Using chirality to probe the conformational dynamics and assembly of intrinsically disordered amyloid proteins.
- Author(s): Raskatov, Jevgenij A
- Teplow, David B
- et al.
Published Web Locationhttps://doi.org/10.1038/s41598-017-10525-5
Intrinsically disordered protein (IDP) conformers occupy large regions of conformational space and display relatively flat energy surfaces. Amyloid-forming IDPs, unlike natively folded proteins, have folding trajectories that frequently involve movements up shallow energy gradients prior to the "downhill" folding leading to fibril formation.

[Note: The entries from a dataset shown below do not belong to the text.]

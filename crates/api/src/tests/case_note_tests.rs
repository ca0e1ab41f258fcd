// Copyright (C) 2026 Fred Clausen
// Use of this source code is governed by an MIT-style
// license that can be found in the LICENSE file or at
// https://opensource.org/licenses/MIT.

//! Social adaptation case notes: create, update, soft delete, restore.

use repatria_persistence::{
    EventRecordData, HousingRecordData, OtherRecordData, Persistence, SocialHelpRecordData,
};

use super::helpers::{
    TestStorage, create_test_admin, create_test_persistence, create_test_social,
    create_test_storage, register_test_repatriant,
};
use crate::{
    ApiError, AuthenticatedActor, CaseNoteKind, EventRequest, HousingRecordRequest,
    OtherRecordRequest, RecordResponse, SocialHelpRequest, SocialViewResponse,
    create_event_record, create_housing_record, create_other_record, create_social_help_record,
    delete_case_note, list_event_records, list_housing_records, list_other_records,
    list_social_help_records, restore_case_note, social_view, update_housing_record,
    update_social_help_record,
};

struct Fixture {
    persistence: Persistence,
    _storage: TestStorage,
    admin: AuthenticatedActor,
    social: AuthenticatedActor,
    repatriant_id: i64,
}

fn fixture() -> Fixture {
    let mut persistence: Persistence = create_test_persistence();
    let storage: TestStorage = create_test_storage();
    let admin: AuthenticatedActor = create_test_admin(&mut persistence);
    let social: AuthenticatedActor = create_test_social(&mut persistence);
    let repatriant_id: i64 =
        register_test_repatriant(&mut persistence, &storage.storage, &admin, "ИВАНОВ");
    Fixture {
        persistence,
        _storage: storage,
        admin,
        social,
        repatriant_id,
    }
}

fn housing_request() -> HousingRecordRequest {
    HousingRecordRequest {
        contract_number: Some(String::from("дн-12")),
        address: Some(String::from("сухум, мира, 5, 12")),
        start_date: Some(String::from("2026-01-10")),
        cost: Some(String::from("15000.50")),
        documents: Some(vec![String::from("contracts/c_1.pdf"), String::from("  ")]),
        ..HousingRecordRequest::default()
    }
}

fn help_request(help_type: &str, custom: Option<&str>) -> SocialHelpRequest {
    SocialHelpRequest {
        help_type: Some(help_type.to_string()),
        custom_help_type: custom.map(str::to_string),
        help_date: Some(String::from("2026-02-01")),
        ..SocialHelpRequest::default()
    }
}

#[test]
fn test_create_housing_record_normalizes_input() {
    let mut f: Fixture = fixture();

    let response: RecordResponse =
        create_housing_record(&mut f.persistence, f.repatriant_id, &housing_request(), &f.social)
            .unwrap();

    let records: Vec<HousingRecordData> =
        list_housing_records(&mut f.persistence, f.repatriant_id, &f.social).unwrap();
    assert_eq!(records.len(), 1);
    let record: &HousingRecordData = &records[0];
    assert_eq!(record.record_id, response.record_id);
    assert_eq!(record.contract_number.as_deref(), Some("ДН-12"));
    assert_eq!(record.address, "СУХУМ, МИРА, 5, 12");
    assert!(record.cost.is_some_and(|c| (c - 15000.5).abs() < f64::EPSILON));
    assert_eq!(record.documents, vec![String::from("contracts/c_1.pdf")]);
    assert_eq!(record.meta.created_by, Some(f.social.user_id));
}

#[test]
fn test_create_housing_record_requires_start_date() {
    let mut f: Fixture = fixture();
    let request: HousingRecordRequest = HousingRecordRequest {
        start_date: Some(String::from("not a date")),
        ..housing_request()
    };

    let result: Result<RecordResponse, ApiError> =
        create_housing_record(&mut f.persistence, f.repatriant_id, &request, &f.social);

    assert!(matches!(
        result,
        Err(ApiError::InvalidInput { ref field, .. }) if field == "start_date"
    ));
}

#[test]
fn test_case_note_for_unknown_repatriant_is_not_found() {
    let mut f: Fixture = fixture();

    let result: Result<RecordResponse, ApiError> =
        create_housing_record(&mut f.persistence, 999, &housing_request(), &f.social);

    assert!(matches!(result, Err(ApiError::ResourceNotFound { .. })));
}

#[test]
fn test_update_housing_record_changes_only_given_fields() {
    let mut f: Fixture = fixture();
    let created: RecordResponse =
        create_housing_record(&mut f.persistence, f.repatriant_id, &housing_request(), &f.social)
            .unwrap();

    update_housing_record(
        &mut f.persistence,
        created.record_id,
        &HousingRecordRequest {
            end_date: Some(String::from("2026-12-31")),
            ..HousingRecordRequest::default()
        },
        &f.social,
    )
    .unwrap();

    let records: Vec<HousingRecordData> =
        list_housing_records(&mut f.persistence, f.repatriant_id, &f.social).unwrap();
    assert_eq!(records[0].end_date.as_deref(), Some("2026-12-31"));
    assert_eq!(records[0].start_date, "2026-01-10");
    assert_eq!(records[0].documents.len(), 1);
}

#[test]
fn test_custom_help_type_kept_only_for_other() {
    let mut f: Fixture = fixture();

    create_social_help_record(
        &mut f.persistence,
        f.repatriant_id,
        &help_request("Другое", Some("ремонт")),
        &f.social,
    )
    .unwrap();
    create_social_help_record(
        &mut f.persistence,
        f.repatriant_id,
        &help_request("материальная", Some("ремонт")),
        &f.social,
    )
    .unwrap();

    let records: Vec<SocialHelpRecordData> =
        list_social_help_records(&mut f.persistence, f.repatriant_id, &f.social).unwrap();
    let custom: Vec<Option<&str>> = records
        .iter()
        .map(|r| r.custom_help_type.as_deref())
        .collect();
    assert!(custom.contains(&Some("РЕМОНТ")));
    assert!(custom.contains(&None));
}

#[test]
fn test_changing_help_type_clears_custom_type() {
    let mut f: Fixture = fixture();
    let created: RecordResponse = create_social_help_record(
        &mut f.persistence,
        f.repatriant_id,
        &help_request("другое", Some("ремонт")),
        &f.social,
    )
    .unwrap();

    update_social_help_record(
        &mut f.persistence,
        created.record_id,
        &SocialHelpRequest {
            help_type: Some(String::from("материальная")),
            ..SocialHelpRequest::default()
        },
        &f.social,
    )
    .unwrap();

    let record = f
        .persistence
        .get_social_help_record(created.record_id, false)
        .unwrap()
        .unwrap();
    assert_eq!(record.help_type, "МАТЕРИАЛЬНАЯ");
    assert!(
        record
            .custom_help_type
            .as_deref()
            .is_none_or(str::is_empty)
    );
}

#[test]
fn test_event_and_other_records_round_out_social_view() {
    let mut f: Fixture = fixture();
    create_event_record(
        &mut f.persistence,
        f.repatriant_id,
        &EventRequest {
            event_name: Some(String::from("концерт")),
            event_start_date: Some(String::from("2026-02-10")),
            event_amount: Some(String::from("300")),
            ..EventRequest::default()
        },
        &f.social,
    )
    .unwrap();
    create_other_record(
        &mut f.persistence,
        f.repatriant_id,
        &OtherRecordRequest {
            title: Some(String::from("звонок")),
            record_date: Some(String::from("2026-02-11")),
            category: None,
            content: Some(String::from("обсудили работу")),
        },
        &f.social,
    )
    .unwrap();

    let events: Vec<EventRecordData> =
        list_event_records(&mut f.persistence, f.repatriant_id, &f.social).unwrap();
    assert_eq!(events[0].event_name, "КОНЦЕРТ");
    assert!(events[0].event_amount.is_some_and(|a| (a - 300.0).abs() < f64::EPSILON));

    let others: Vec<OtherRecordData> =
        list_other_records(&mut f.persistence, f.repatriant_id, &f.social).unwrap();
    assert_eq!(others[0].content, "ОБСУДИЛИ РАБОТУ");

    let view: SocialViewResponse =
        social_view(&mut f.persistence, f.repatriant_id, &f.social).unwrap();
    assert_eq!(view.full_name, "ИВАНОВ ИВАН ПЕТРОВИЧ");
    assert_eq!(view.event_records.len(), 1);
    assert_eq!(view.other_records.len(), 1);
    assert!(view.housing_records.is_empty());
}

#[test]
fn test_other_record_requires_content() {
    let mut f: Fixture = fixture();

    let result: Result<RecordResponse, ApiError> = create_other_record(
        &mut f.persistence,
        f.repatriant_id,
        &OtherRecordRequest {
            title: Some(String::from("звонок")),
            record_date: Some(String::from("2026-02-11")),
            ..OtherRecordRequest::default()
        },
        &f.social,
    );

    assert!(matches!(
        result,
        Err(ApiError::InvalidInput { ref field, .. }) if field == "content"
    ));
}

#[test]
fn test_soft_deleted_notes_are_hidden_from_staff_but_shown_to_admins() {
    let mut f: Fixture = fixture();
    let created: RecordResponse =
        create_housing_record(&mut f.persistence, f.repatriant_id, &housing_request(), &f.social)
            .unwrap();

    delete_case_note(
        &mut f.persistence,
        CaseNoteKind::HousingRecord,
        created.record_id,
        &f.social,
    )
    .unwrap();

    assert!(
        list_housing_records(&mut f.persistence, f.repatriant_id, &f.social)
            .unwrap()
            .is_empty()
    );
    let admin_view: Vec<HousingRecordData> =
        list_housing_records(&mut f.persistence, f.repatriant_id, &f.admin).unwrap();
    assert_eq!(admin_view.len(), 1);
    assert!(admin_view[0].meta.is_deleted);
    assert_eq!(admin_view[0].meta.deleted_by, Some(f.social.user_id));
}

#[test]
fn test_deleted_note_cannot_be_updated_or_deleted_again() {
    let mut f: Fixture = fixture();
    let created: RecordResponse =
        create_housing_record(&mut f.persistence, f.repatriant_id, &housing_request(), &f.social)
            .unwrap();
    delete_case_note(
        &mut f.persistence,
        CaseNoteKind::HousingRecord,
        created.record_id,
        &f.social,
    )
    .unwrap();

    assert!(matches!(
        update_housing_record(
            &mut f.persistence,
            created.record_id,
            &housing_request(),
            &f.social
        ),
        Err(ApiError::ResourceNotFound { .. })
    ));
    assert!(matches!(
        delete_case_note(
            &mut f.persistence,
            CaseNoteKind::HousingRecord,
            created.record_id,
            &f.social
        ),
        Err(ApiError::ResourceNotFound { .. })
    ));
}

#[test]
fn test_restore_is_admin_only() {
    let mut f: Fixture = fixture();
    let created: RecordResponse =
        create_housing_record(&mut f.persistence, f.repatriant_id, &housing_request(), &f.social)
            .unwrap();
    delete_case_note(
        &mut f.persistence,
        CaseNoteKind::HousingRecord,
        created.record_id,
        &f.social,
    )
    .unwrap();

    assert!(matches!(
        restore_case_note(
            &mut f.persistence,
            CaseNoteKind::HousingRecord,
            created.record_id,
            &f.social
        ),
        Err(ApiError::Unauthorized { .. })
    ));

    restore_case_note(
        &mut f.persistence,
        CaseNoteKind::HousingRecord,
        created.record_id,
        &f.admin,
    )
    .unwrap();
    assert_eq!(
        list_housing_records(&mut f.persistence, f.repatriant_id, &f.social)
            .unwrap()
            .len(),
        1
    );
}

#[test]
fn test_case_note_writes_are_audited_against_repatriant() {
    let mut f: Fixture = fixture();
    let created: RecordResponse =
        create_housing_record(&mut f.persistence, f.repatriant_id, &housing_request(), &f.social)
            .unwrap();
    delete_case_note(
        &mut f.persistence,
        CaseNoteKind::HousingRecord,
        created.record_id,
        &f.social,
    )
    .unwrap();

    let actions: Vec<String> = f
        .persistence
        .logs_for_repatriant(f.repatriant_id)
        .unwrap()
        .into_iter()
        .map(|log| log.action_name)
        .collect();
    assert_eq!(
        actions,
        vec![
            String::from("DELETE_CASE_NOTE"),
            String::from("CREATE_CASE_NOTE"),
            String::from("REGISTER_REPATRIANT"),
        ]
    );
}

We suggest that structural perturbations caused by chiral inversions of amino acid side-chains may be especially valuable in elucidating these pathways of IDP folding. Chiral inversions are subtle in that they do not change side-chain size, flexibility, hydropathy, charge, or polarizability. They allow focus to be placed solely on the question of how changes in amino acid side-chain orientation, and the resultant alterations in peptide backbone structure, affect a peptide's conformational landscape (Ramachandran space). If specific inversions affect folding and assembly, then the sites involved likely are important in mediating these processes. We suggest here a "focused chiral mutant library" approach for the unbiased study of amyloid-forming IDPs.